Before this data was placed into the local staging database, it was preprocessed as follows. The ICD9 codes were scanned for codes specifically relevant to the five diseases we were interested in, but the only information stored in the staging database was a flag indicating the presence or absence of each of these diseases. The data on previous medications was searched for any NP medications that had been previously prescribed but were not currently prescribed. Only the names of each such medication found and the date of its most recent prescription were stored in the staging database. This preprocessing facilitated efficient real-time retrieval of this data.
TRIM: The Tool to Reduce Inappropriate Medications (TRIM) was developed as part of a research project to identify older adults at high-risk of receiving potentially problematic medications and to evaluate the medication regimen systematically for problems with both individual medications and the regimen as a whole. Based on information obtained from the EHR, TRIM is designed to assist both the patient and the clinician by providing medication-related recommendations aimed at decreasing the risks of polypharmacy, based largely on the Beers  and STOPP  criteria.

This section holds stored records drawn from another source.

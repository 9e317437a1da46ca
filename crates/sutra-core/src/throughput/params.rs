use chrono::{NaiveTime, Timelike};
use serde::{Deserialize, Serialize};
use std::collections::HashMap;

use crate::errors::CoreEngineError;

/// Ventana horaria de reloj (`HH:MM`), inclusiva en ambos extremos.
#[derive(Debug, Clone, Copy, PartialEq, Eq, Serialize, Deserialize)]
#[serde(try_from = "PeakWindowRepr", into = "PeakWindowRepr")]
pub struct PeakWindow {
    pub start: NaiveTime,
    pub end: NaiveTime,
}

#[derive(Serialize, Deserialize)]
struct PeakWindowRepr {
    start: String,
    end: String,
}

impl PeakWindow {
    pub fn new(start: NaiveTime, end: NaiveTime) -> Self {
        Self { start, end }
    }

    /// Construye la ventana a partir de strings `HH:MM`.
    pub fn parse(start: &str, end: &str) -> Result<Self, CoreEngineError> {
        Ok(Self { start: parse_hhmm(start)?,
                  end: parse_hhmm(end)? })
    }

    /// Una ventana con `start > end` cruza la medianoche.
    pub fn contains(&self, t: NaiveTime) -> bool {
        // la comparación es a nivel de minuto, como en la configuración
        let t = truncate_to_minute(t);
        if self.start <= self.end {
            self.start <= t && t <= self.end
        } else {
            t >= self.start || t <= self.end
        }
    }
}

impl TryFrom<PeakWindowRepr> for PeakWindow {
    type Error = CoreEngineError;

    fn try_from(repr: PeakWindowRepr) -> Result<Self, Self::Error> {
        PeakWindow::parse(&repr.start, &repr.end)
    }
}

impl From<PeakWindow> for PeakWindowRepr {
    fn from(w: PeakWindow) -> Self {
        PeakWindowRepr { start: w.start.format("%H:%M").to_string(),
                         end: w.end.format("%H:%M").to_string() }
    }
}

fn parse_hhmm(s: &str) -> Result<NaiveTime, CoreEngineError> {
    NaiveTime::parse_from_str(s.trim(), "%H:%M").map_err(|e| CoreEngineError::InvalidParams(format!("hora '{s}' inválida: {e}")))
}

fn truncate_to_minute(t: NaiveTime) -> NaiveTime {
    t.with_second(0).and_then(|t| t.with_nanosecond(0)).unwrap_or(t)
}

/// Parámetros del modelo de throughput.
///
/// Los porcentajes son relativos a 100 (= velocidad nominal).
#[derive(Debug, Clone, PartialEq, Serialize, Deserialize)]
#[serde(rename_all = "camelCase", default)]
pub struct ThroughputParams {
    pub base_speed_percent: f64,
    pub peak_window: PeakWindow,
    pub peak_speed_percent: f64,
    pub team_count: u32,
    pub per_actor_speed_percent: HashMap<String, f64>,
}

impl ThroughputParams {
    pub fn with_actor_speed(mut self, actor_id: &str, percent: f64) -> Self {
        self.per_actor_speed_percent.insert(actor_id.to_string(), percent);
        self
    }

    pub fn validate(&self) -> Result<(), CoreEngineError> {
        let percents = [("baseSpeedPercent", self.base_speed_percent), ("peakSpeedPercent", self.peak_speed_percent)];
        for (name, value) in percents.into_iter()
                                     .chain(self.per_actor_speed_percent.iter().map(|(k, v)| (k.as_str(), *v)))
        {
            if !value.is_finite() || value < 0.0 {
                return Err(CoreEngineError::InvalidParams(format!("{name} = {value}")));
            }
        }
        if self.team_count == 0 {
            return Err(CoreEngineError::InvalidParams("teamCount debe ser >= 1".into()));
        }
        Ok(())
    }
}

impl Default for ThroughputParams {
    fn default() -> Self {
        let noon = NaiveTime::from_hms_opt(12, 0, 0).unwrap_or(NaiveTime::MIN);
        let two_pm = NaiveTime::from_hms_opt(14, 0, 0).unwrap_or(NaiveTime::MIN);
        Self { base_speed_percent: 100.0,
               peak_window: PeakWindow::new(noon, two_pm),
               peak_speed_percent: 100.0,
               team_count: 1,
               per_actor_speed_percent: HashMap::new() }
    }
}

The TRIM Web interface is not designed to be used directly by the clinician at the point of care. It is used by the research team 1) to identify patients who might be recruited for the clinical research study, 2) to gather data about those patients from the EHR, 3) to accept additional information obtained from chart review and patient interview, 4) to produce a list of all of a patient’s prescribed medications to allow a reconciliation with medications the patient is actually taking, and 5) to produce a set of patient-specific recommendations regarding potentially inappropriate medications and polypharmacy for use by the clinician and a separate set for use by the patient. These recommendations are printed out and handed to the clinician and the patient by a member of the research team.
Figure 3 shows the interface used to identify patients who are potentially available to be recruited for the study. Once a week, a list of all patients with primary care appointments scheduled at the West Haven VA is downloaded from the CDW. In addition, the following information is placed into a local VACHS staging database: appointment date, clinic name, patient contact information (address, phone number), age of patient, last 4 digits of their social security number, ICD9 codes, and medications from VistA. To identify patients at high risk according to the presence of polypharmacy and certain chronic conditions, medications are separated into those used in the CDS logic and those that are not (e.g., vitamins, ophthalmic agents, skin creams). ICD9 codes are scanned for the presence or absence of hypertension and diabetes.
Figure 3 shows the number of patients scheduled for clinic appointment within a specified time window (11/11/2015–11/25/2015), organized into subsets based on the patient’s age and number of prescribed drugs of interest. The presence of hypertension and/or diabetes is also noted. For example, the table indicates that there are seven patients scheduled in the age range “75–84” who are taking 6 drugs of interest, and of these 4 have only hypertension (“H4”), none have only diabetes (“D0”), and 3 have both hypertension and diabetes (“B3”). Highlighting one or more of these cells and then clicking on “Show Patient List” produces detailed information about each patient including contact information.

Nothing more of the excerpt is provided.